何処からともなく降り立ったそれは、上空から次々と鎖を下ろしていく。
そしてその場に固定されたそれは、魔力の放出を始めた。
初めから攻撃を目的としていない故、その量は微々たるものであった。
午前6時を過ぎた頃、攻撃は開始された。
血液の雨が降り始めたのだ。
その場に居合わせた者たちは当然困惑した。
だが、それはすぐに絶望へと切り替わった。
血液は突如、鋭利な刃物へと姿を変え、彼らを襲ったのである。
既に体に付着していたものは全身を突き刺された。
死体となったものの体にも雨は容赦なく降り注いでいった。
悲鳴はとてつもないスピードで広がっていき、次期に止んだ。
何故なら人がいなくなったのだから。
ケインは窓に映る島を見ていた。
「まさか…!」
所長がいるのは、あそこだと言うのか?
「何故誰にも言わずに……」
「彼女の関係者がアレの発端……と考えて間違いないか。
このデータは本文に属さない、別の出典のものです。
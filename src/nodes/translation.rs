//! Location of a node's translation bundles.

use std::io;
use std::path::{Path, PathBuf};

use tokio::fs;

use super::description::strip_base_namespace;

/// Whether `name` looks like a version directory (`v1`, `V2`, `v10`).
pub fn is_versioned_dirname(name: &str) -> bool {
    let mut chars = name.chars();
    let prefix_ok = matches!(chars.next(), Some('v' | 'V'));
    let digits = chars.as_str();
    prefix_ok
        && (1..=2).contains(&digits.len())
        && digits.bytes().all(|b| b.is_ascii_digit())
}

/// Version directory directly inside `dir` with the highest version.
///
/// Versions compare numerically, so `v10` beats `v2`. The directory is
/// returned under its own name, so `v01` stays `v01`.
pub async fn latest_version_dir(dir: &Path) -> io::Result<Option<String>> {
    let mut entries = fs::read_dir(dir).await?;
    let mut latest: Option<(u32, String)> = None;

    while let Some(entry) = entries.next_entry().await? {
        if !entry.file_type().await?.is_dir() {
            continue;
        }
        let name = entry.file_name();
        let Some(name) = name.to_str() else {
            continue;
        };
        if !is_versioned_dirname(name) {
            continue;
        }
        if let Ok(version) = name[1..].parse::<u32>() {
            if latest.as_ref().is_none_or(|(max, _)| version > *max) {
                latest = Some((version, name.to_string()));
            }
        }
    }

    Ok(latest.map(|(_, name)| name))
}

/// Path of the translation file for `long_node_type` in `locale`.
///
/// The path is built next to the node's source file, inside the highest
/// version directory when there is one. A bare file name lives in `.`.
/// The file itself is not checked.
pub async fn node_translation_path(
    node_source_path: &Path,
    long_node_type: &str,
    locale: &str,
) -> io::Result<PathBuf> {
    let node_dir = match node_source_path.parent() {
        Some(parent) if !parent.as_os_str().is_empty() => parent,
        _ => Path::new("."),
    };
    let file_name = format!("{}.json", strip_base_namespace(long_node_type));

    let base = match latest_version_dir(node_dir).await? {
        Some(version_dir) => node_dir.join(version_dir),
        None => node_dir.to_path_buf(),
    };

    Ok(base.join("translations").join(locale).join(file_name))
}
」
レドはゆっくり立ち上がる。
「彼女は……一体誰と戦っているのですか?」
花織の疑問に誰も答えられなかった。
シャーロットは島に降り立った。
「ご丁寧に結界張ったくせに俺だけは通すのかよ……俺を誘き寄せる為にここまでしたのかテメェは!」
そんな怒りとは裏腹に、彼女の行動原理は至って曖昧だった。
一体誰を探しているのだろう。
彼女自身もわからない。
何故なら、彼女に記憶はないのだから。
アジ.ダハーカの心臓の副作用。
絶対的な再生能力の代わりに、再生する度に自身の記憶の欠片を失う。
長い戦いの末、彼女は過去の記憶の大部分を失ってしまった。
シャーロットは足を止める。
彼女の周囲を、大量の骸骨の騎士が包囲していた。
「………死霊か。それも最上位のもの。」
騎士は剣を振り翳した。
シャーロットは次々と剣をかわす。
ラプラスの魔眼の未来視の下には、生半可な剣戟など意味をなさなかった。
彼女は魔能力すら使わず、拳と蹴りのみで全てを蹂躙した。
シャーロットは島の中央部へと走る。
間違いない。あそこに奴がいる。
奴が誰なのかは思い出せない。だがそれでも向かわなければ。
「なんだよこれ…」
ケイン達は驚愕した。赤黒い武器に全身を刺され、その場に夥しい数の死体が散乱していたのだ。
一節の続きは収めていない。